About this exercise → Starting with the line containing "pub fn new()" and going on through the line containing "pub fn display_path(path: &Path)", return the lines of the data below exactly, and only those.

Material for the task →
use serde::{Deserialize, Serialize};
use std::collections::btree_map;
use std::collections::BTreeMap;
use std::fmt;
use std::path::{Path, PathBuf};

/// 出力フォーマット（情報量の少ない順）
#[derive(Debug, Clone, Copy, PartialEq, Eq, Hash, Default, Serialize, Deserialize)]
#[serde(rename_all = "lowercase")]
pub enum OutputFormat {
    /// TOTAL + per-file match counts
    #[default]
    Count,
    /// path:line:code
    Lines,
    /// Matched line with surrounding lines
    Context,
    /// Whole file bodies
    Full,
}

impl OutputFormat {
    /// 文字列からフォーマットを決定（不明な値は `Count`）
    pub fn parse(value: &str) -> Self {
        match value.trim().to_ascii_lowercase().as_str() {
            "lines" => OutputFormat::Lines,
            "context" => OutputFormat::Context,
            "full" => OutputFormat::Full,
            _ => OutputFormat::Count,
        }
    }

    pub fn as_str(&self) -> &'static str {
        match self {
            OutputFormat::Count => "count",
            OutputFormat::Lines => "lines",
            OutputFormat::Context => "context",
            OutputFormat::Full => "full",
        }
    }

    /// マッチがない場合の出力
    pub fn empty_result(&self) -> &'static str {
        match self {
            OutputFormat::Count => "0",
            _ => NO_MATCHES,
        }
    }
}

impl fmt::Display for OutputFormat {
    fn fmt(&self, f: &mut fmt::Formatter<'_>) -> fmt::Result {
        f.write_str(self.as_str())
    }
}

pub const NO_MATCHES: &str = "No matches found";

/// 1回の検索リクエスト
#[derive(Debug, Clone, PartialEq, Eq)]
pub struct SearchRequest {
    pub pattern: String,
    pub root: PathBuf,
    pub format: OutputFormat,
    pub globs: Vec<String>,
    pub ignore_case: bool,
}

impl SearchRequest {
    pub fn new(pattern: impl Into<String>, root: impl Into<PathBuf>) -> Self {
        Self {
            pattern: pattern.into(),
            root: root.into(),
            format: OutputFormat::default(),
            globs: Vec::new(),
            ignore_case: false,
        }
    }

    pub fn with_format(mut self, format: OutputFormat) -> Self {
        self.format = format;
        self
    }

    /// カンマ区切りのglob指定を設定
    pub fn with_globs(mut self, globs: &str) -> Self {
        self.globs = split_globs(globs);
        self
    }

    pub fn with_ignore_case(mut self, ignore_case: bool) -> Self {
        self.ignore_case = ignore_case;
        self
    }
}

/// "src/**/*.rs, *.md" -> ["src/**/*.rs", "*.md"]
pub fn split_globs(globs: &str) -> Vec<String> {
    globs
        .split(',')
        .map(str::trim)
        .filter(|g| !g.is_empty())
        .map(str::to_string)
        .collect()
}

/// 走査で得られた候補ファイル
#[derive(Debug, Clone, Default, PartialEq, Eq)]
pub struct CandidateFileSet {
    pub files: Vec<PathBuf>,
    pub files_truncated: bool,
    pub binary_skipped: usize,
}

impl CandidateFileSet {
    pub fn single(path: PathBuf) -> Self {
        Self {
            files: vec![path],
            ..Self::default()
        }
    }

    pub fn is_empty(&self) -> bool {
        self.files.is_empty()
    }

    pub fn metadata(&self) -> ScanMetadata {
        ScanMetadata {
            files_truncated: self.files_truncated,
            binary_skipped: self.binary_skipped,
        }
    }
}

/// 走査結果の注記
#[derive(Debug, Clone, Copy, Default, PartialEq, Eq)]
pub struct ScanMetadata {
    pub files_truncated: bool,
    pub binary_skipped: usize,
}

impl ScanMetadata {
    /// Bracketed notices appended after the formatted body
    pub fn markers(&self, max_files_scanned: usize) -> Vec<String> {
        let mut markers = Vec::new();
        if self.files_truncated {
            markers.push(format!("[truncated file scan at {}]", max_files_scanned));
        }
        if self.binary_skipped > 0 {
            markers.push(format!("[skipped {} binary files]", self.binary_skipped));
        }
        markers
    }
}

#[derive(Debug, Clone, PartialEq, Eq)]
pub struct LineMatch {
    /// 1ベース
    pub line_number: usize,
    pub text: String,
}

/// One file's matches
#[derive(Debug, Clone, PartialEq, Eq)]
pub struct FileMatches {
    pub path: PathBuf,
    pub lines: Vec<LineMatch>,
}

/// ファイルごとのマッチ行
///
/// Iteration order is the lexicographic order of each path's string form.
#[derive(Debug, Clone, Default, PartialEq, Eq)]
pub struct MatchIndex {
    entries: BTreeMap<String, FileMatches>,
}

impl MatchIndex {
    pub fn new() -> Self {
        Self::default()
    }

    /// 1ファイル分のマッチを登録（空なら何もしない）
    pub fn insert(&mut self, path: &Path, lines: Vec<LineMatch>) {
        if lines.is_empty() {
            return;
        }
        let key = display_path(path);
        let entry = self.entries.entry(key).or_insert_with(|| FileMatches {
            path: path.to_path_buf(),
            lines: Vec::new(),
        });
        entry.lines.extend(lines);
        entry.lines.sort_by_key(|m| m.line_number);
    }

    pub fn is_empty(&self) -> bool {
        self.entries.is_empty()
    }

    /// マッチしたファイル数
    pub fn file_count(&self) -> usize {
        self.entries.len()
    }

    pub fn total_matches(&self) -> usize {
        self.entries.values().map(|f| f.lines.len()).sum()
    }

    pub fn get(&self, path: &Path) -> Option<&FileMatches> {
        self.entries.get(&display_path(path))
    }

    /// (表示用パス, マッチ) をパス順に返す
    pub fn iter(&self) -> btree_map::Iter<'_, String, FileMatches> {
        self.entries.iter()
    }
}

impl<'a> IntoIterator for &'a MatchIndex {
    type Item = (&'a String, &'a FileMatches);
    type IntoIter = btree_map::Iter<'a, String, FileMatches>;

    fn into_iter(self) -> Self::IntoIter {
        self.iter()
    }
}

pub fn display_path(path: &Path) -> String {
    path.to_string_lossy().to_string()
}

...

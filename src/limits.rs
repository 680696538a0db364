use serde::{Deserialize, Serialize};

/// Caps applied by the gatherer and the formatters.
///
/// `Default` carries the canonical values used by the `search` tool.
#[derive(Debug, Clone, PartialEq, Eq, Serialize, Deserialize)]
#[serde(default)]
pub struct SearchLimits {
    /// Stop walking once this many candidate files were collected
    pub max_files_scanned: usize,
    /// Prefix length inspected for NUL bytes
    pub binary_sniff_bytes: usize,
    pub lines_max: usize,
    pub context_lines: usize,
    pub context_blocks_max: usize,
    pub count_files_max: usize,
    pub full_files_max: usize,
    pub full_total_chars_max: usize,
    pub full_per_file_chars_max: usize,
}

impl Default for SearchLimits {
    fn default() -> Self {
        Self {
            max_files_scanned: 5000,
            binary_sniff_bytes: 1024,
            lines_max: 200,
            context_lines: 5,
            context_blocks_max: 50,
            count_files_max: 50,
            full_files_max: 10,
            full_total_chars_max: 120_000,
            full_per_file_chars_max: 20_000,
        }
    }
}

Solved exercise →
    pub fn new() -> Self {
        Self::default()
    }

    /// 1ファイル分のマッチを登録（空なら何もしない）
    pub fn insert(&mut self, path: &Path, lines: Vec<LineMatch>) {
        if lines.is_empty() {
            return;
        }
        let key = display_path(path);
        let entry = self.entries.entry(key).or_insert_with(|| FileMatches {
            path: path.to_path_buf(),
            lines: Vec::new(),
        });
        entry.lines.extend(lines);
        entry.lines.sort_by_key(|m| m.line_number);
    }

    pub fn is_empty(&self) -> bool {
        self.entries.is_empty()
    }

    /// マッチしたファイル数
    pub fn file_count(&self) -> usize {
        self.entries.len()
    }

    pub fn total_matches(&self) -> usize {
        self.entries.values().map(|f| f.lines.len()).sum()
    }

    pub fn get(&self, path: &Path) -> Option<&FileMatches> {
        self.entries.get(&display_path(path))
    }

    /// (表示用パス, マッチ) をパス順に返す
    pub fn iter(&self) -> btree_map::Iter<'_, String, FileMatches> {
        self.entries.iter()
    }
}

impl<'a> IntoIterator for &'a MatchIndex {
    type Item = (&'a String, &'a FileMatches);
    type IntoIter = btree_map::Iter<'a, String, FileMatches>;

    fn into_iter(self) -> Self::IntoIter {
        self.iter()
    }
}

pub fn display_path(path: &Path) -> String {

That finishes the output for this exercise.